I came away excited with two main implications. First, this represented a significantly easier way of collecting VMAF information. It eliminated many of the complexities of running VMAF like scaling videos to match resolutions or dealing with misaligned frames. But second, it seemed like a significantly more time and cost-effective method to calculate scores. VMAF calculations are notoriously slow and if pVMAF promised to use less compute, then it would become feasible to calculate VMAF scores on larger swaths of video where previously cost would have been a major hindrance. With these in mind, I set out to implement a POC and try out the encoder during a Hudl innovation week.
Installation
I first began by compiling and testing the pVMAF encoder on my local machine. Quortex provides some detailed documentation about configuring the encoder that served as a helpful resource [5]. One important note, I wasn’t sure if the following configure options from the documentation were recommended or required, but it seems they were a requirement for properly encoding with --pvmaf
enabled and without them, I received failed assertions.

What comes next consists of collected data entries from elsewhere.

//! Mistake classification and the interval adjustment attached to each score.

use serde::{Deserialize, Serialize};

use crate::SrsError;

/// Ordinal classification of how well a page was recited.
///
/// Variants are declared worst-first so the derived `Ord` reads naturally:
/// `Score::Poor < Score::Excellent`, and "the worse of two scores" is `min`.
#[derive(Debug, Clone, Copy, PartialEq, Eq, PartialOrd, Ord, Hash, Serialize, Deserialize)]
#[serde(rename_all = "lowercase")]
pub enum Score {
    Poor,
    Weak,
    Fair,
    Good,
    Excellent,
}

impl Score {
    /// Every score, best first.
    pub const ALL: [Self; 5] = [
        Self::Excellent,
        Self::Good,
        Self::Fair,
        Self::Weak,
        Self::Poor,
    ];

    /// Position in the ordinal scale, `0` for [`Score::Poor`] up to `4` for
    /// [`Score::Excellent`].
    pub const fn rank(self) -> u8 {
        self as u8
    }

    /// Days added to (or removed from) the base interval after a revision
    /// with this score.
    ///
    /// The result is not floored; see [`crate::next_interval`].
    pub const fn interval_delta(self) -> i32 {
        match self {
            Self::Excellent => 3,
            Self::Good => 1,
            Self::Fair => 0,
            Self::Weak => -2,
            Self::Poor => -4,
        }
    }
}

/// Score-to-delta lookup table, best score first.
///
/// Built from [`Score::interval_delta`], whose exhaustive match makes a
/// missing entry a compile error.
pub const INTERVAL_DELTAS: [(Score, i32); 5] = [
    (Score::Excellent, Score::Excellent.interval_delta()),
    (Score::Good, Score::Good.interval_delta()),
    (Score::Fair, Score::Fair.interval_delta()),
    (Score::Weak, Score::Weak.interval_delta()),
    (Score::Poor, Score::Poor.interval_delta()),
];

/// Upper bound (inclusive) of mistakes still classified as `score`.
#[derive(Debug, Clone, Copy, PartialEq, Eq)]
pub struct Breakpoint {
    pub max_mistakes: u32,
    pub score: Score,
}

const fn breakpoint(max_mistakes: u32, score: Score) -> Breakpoint {
    Breakpoint {
        max_mistakes,
        score,
    }
}

/// Word-level mistake thresholds, ascending. Anything above the last entry is
/// [`Score::Poor`].
pub const WORD_MISTAKE_BREAKPOINTS: &[Breakpoint] = &[
    breakpoint(0, Score::Excellent),
    breakpoint(1, Score::Good),
    breakpoint(3, Score::Fair),
    breakpoint(5, Score::Weak),
];

/// Line-level mistake thresholds, ascending. A forgotten line weighs more than
/// a wrong word, so the buckets are narrower. Anything above the last entry is
/// [`Score::Poor`].
pub const LINE_MISTAKE_BREAKPOINTS: &[Breakpoint] = &[
    breakpoint(0, Score::Excellent),
    breakpoint(1, Score::Fair),
    breakpoint(2, Score::Weak),
];

fn classify(mistakes: u32, breakpoints: &[Breakpoint]) -> Score {
    breakpoints
        .iter()
        .find(|bp| mistakes <= bp.max_mistakes)
        .map_or(Score::Poor, |bp| bp.score)
}

/// Classify a revision by its mistake counts.
///
/// Each count is bucketed on its own table and the worse bucket wins, so more
/// mistakes of either kind never improve the score.
pub fn get_page_score(word_mistakes: u32, line_mistakes: u32) -> Score {
    classify(word_mistakes, WORD_MISTAKE_BREAKPOINTS)
        .min(classify(line_mistakes, LINE_MISTAKE_BREAKPOINTS))
}

/// Validated pair of mistake counts.
#[derive(Debug, Clone, Copy, PartialEq, Eq, Default, Serialize, Deserialize)]
pub struct MistakeCounts {
    pub word_mistakes: u32,
    pub line_mistakes: u32,
}

impl MistakeCounts {
    pub const fn new(word_mistakes: u32, line_mistakes: u32) -> Self {
        Self {
            word_mistakes,
            line_mistakes,
        }
    }

    /// Build counts from unchecked integers, e.g. values read from a form or
    /// a foreign row type.
    pub fn from_raw(word_mistakes: i64, line_mistakes: i64) -> Result<Self, SrsError> {
        Ok(Self {
            word_mistakes: to_count("word_mistakes", word_mistakes)?,
            line_mistakes: to_count("line_mistakes", line_mistakes)?,
        })
    }

    pub fn score(self) -> Score {
        get_page_score(self.word_mistakes, self.line_mistakes)
    }
}

fn to_count(field: &str, value: i64) -> Result<u32, SrsError> {
    if value < 0 {
        return Err(SrsError::InvalidInput(format!(
            "{field} cannot be negative (got {value})"
        )));
    }
    u32::try_from(value)
        .map_err(|_| SrsError::InvalidInput(format!("{field} is too large (got {value})")))
}

#[cfg(test)]
mod tests {
    use super::*;

    #[test]
    fn test_no_mistakes_is_best_score() {
        assert_eq!(get_page_score(0, 0), Score::Excellent);
        assert!(Score::Excellent.interval_delta() >= 0);
    }

    #[test]
    fn test_word_mistake_buckets() {
        assert_eq!(get_page_score(1, 0), Score::Good);
        assert_eq!(get_page_score(2, 0), Score::Fair);
        assert_eq!(get_page_score(3, 0), Score::Fair);
        assert_eq!(get_page_score(4, 0), Score::Weak);
        assert_eq!(get_page_score(5, 0), Score::Weak);
        assert_eq!(get_page_score(6, 0), Score::Poor);
        assert_eq!(get_page_score(u32::MAX, 0), Score::Poor);
    }

    #[test]
    fn test_line_mistake_buckets() {
        assert_eq!(get_page_score(0, 1), Score::Fair);
        assert_eq!(get_page_score(0, 2), Score::Weak);
        assert_eq!(get_page_score(0, 3), Score::Poor);
    }

    #[test]
    fn test_worse_bucket_wins() {
        // Good on words, Weak on lines
        assert_eq!(get_page_score(1, 2), Score::Weak);
        // Poor on words, Fair on lines
        assert_eq!(get_page_score(7, 1), Score::Poor);
    }

    #[test]
    fn test_score_is_monotonic_in_both_counts() {
        for word in 0..12 {
            for line in 0..8 {
                let score = get_page_score(word, line);
                assert!(get_page_score(word + 1, line) <= score, "word {word} line {line}");
                assert!(get_page_score(word, line + 1) <= score, "word {word} line {line}");
            }
        }
    }

    #[test]
    fn test_classification_is_repeatable() {
        for (word, line) in [(0, 0), (2, 1), (9, 4)] {
            assert_eq!(get_page_score(word, line), get_page_score(word, line));
        }
    }

    #[test]
    fn test_breakpoints_are_ascending() {
        for table in [WORD_MISTAKE_BREAKPOINTS, LINE_MISTAKE_BREAKPOINTS] {
            assert!(table.windows(2).all(|w| w[0].max_mistakes < w[1].max_mistakes));
            assert!(table.windows(2).all(|w| w[0].score > w[1].score));
        }
    }

    #[test]
    fn test_interval_deltas_cover_every_score() {
        for score in Score::ALL {
            let entries: Vec<_> = INTERVAL_DELTAS.iter().filter(|(s, _)| *s == score).collect();
            assert_eq!(entries.len(), 1, "{score:?}");
            assert_eq!(entries[0].1, score.interval_delta());
        }
    }

    #[test]
    fn test_interval_delta_signs() {
        assert!(Score::Excellent.interval_delta() >= 0);
        assert!(Score::Good.interval_delta() >= 0);
        assert!(Score::Weak.interval_delta() < 0);
        assert!(Score::Poor.interval_delta() < 0);
        // Better scores never shrink the interval more than worse ones
        assert!(INTERVAL_DELTAS.windows(2).all(|w| w[0].1 >= w[1].1));
    }

    #[test]
    fn test_rank_follows_order() {
        assert_eq!(Score::Poor.rank(), 0);
        assert_eq!(Score::Excellent.rank(), 4);
        assert!(Score::ALL.windows(2).all(|w| w[0].rank() > w[1].rank()));
    }

    #[test]
    fn test_mistake_counts_from_raw() {
        assert_eq!(
            MistakeCounts::from_raw(2, 1),
            Ok(MistakeCounts::new(2, 1))
        );
        assert!(matches!(
            MistakeCounts::from_raw(-1, 0),
            Err(SrsError::InvalidInput(_))
        ));
        assert!(matches!(
            MistakeCounts::from_raw(0, -3),
            Err(SrsError::InvalidInput(_))
        ));
        assert!(matches!(
            MistakeCounts::from_raw(i64::MAX, 0),
            Err(SrsError::InvalidInput(_))
        ));
        assert_eq!(MistakeCounts::new(0, 2).score(), Score::Weak);
    }
}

--bit-depth=8 --chroma-format=420 --disable-interlaced
Although pVMAF is meant to encode 1080p videos, I tested the encoder on 720p and 4k videos. The 720p videos processed as expected, with the predicted VMAF seemingly a bit inflated, while encoding 4k videos caused segmentation faults. This was only ever an issue with the --pvmaf
flag enabled and 4k videos encoded fine without the flag.
Compiling Into FFmpeg
Using the raw encoder was enough for a simple proof of concept, but I really wanted to test the encoder within the context of FFmpeg commands we use at Hudl.
Compiling the pVMAF encoder into FFmpeg was not very different from its x264 counterpart. In the FFmpeg build script I simply cloned the repository, navigated into it, ran configure with the options specified in the README, and finally make
. With the --enable-libx264
configure option set during the build of FFmpeg, the pVMAF encoder was linked properly.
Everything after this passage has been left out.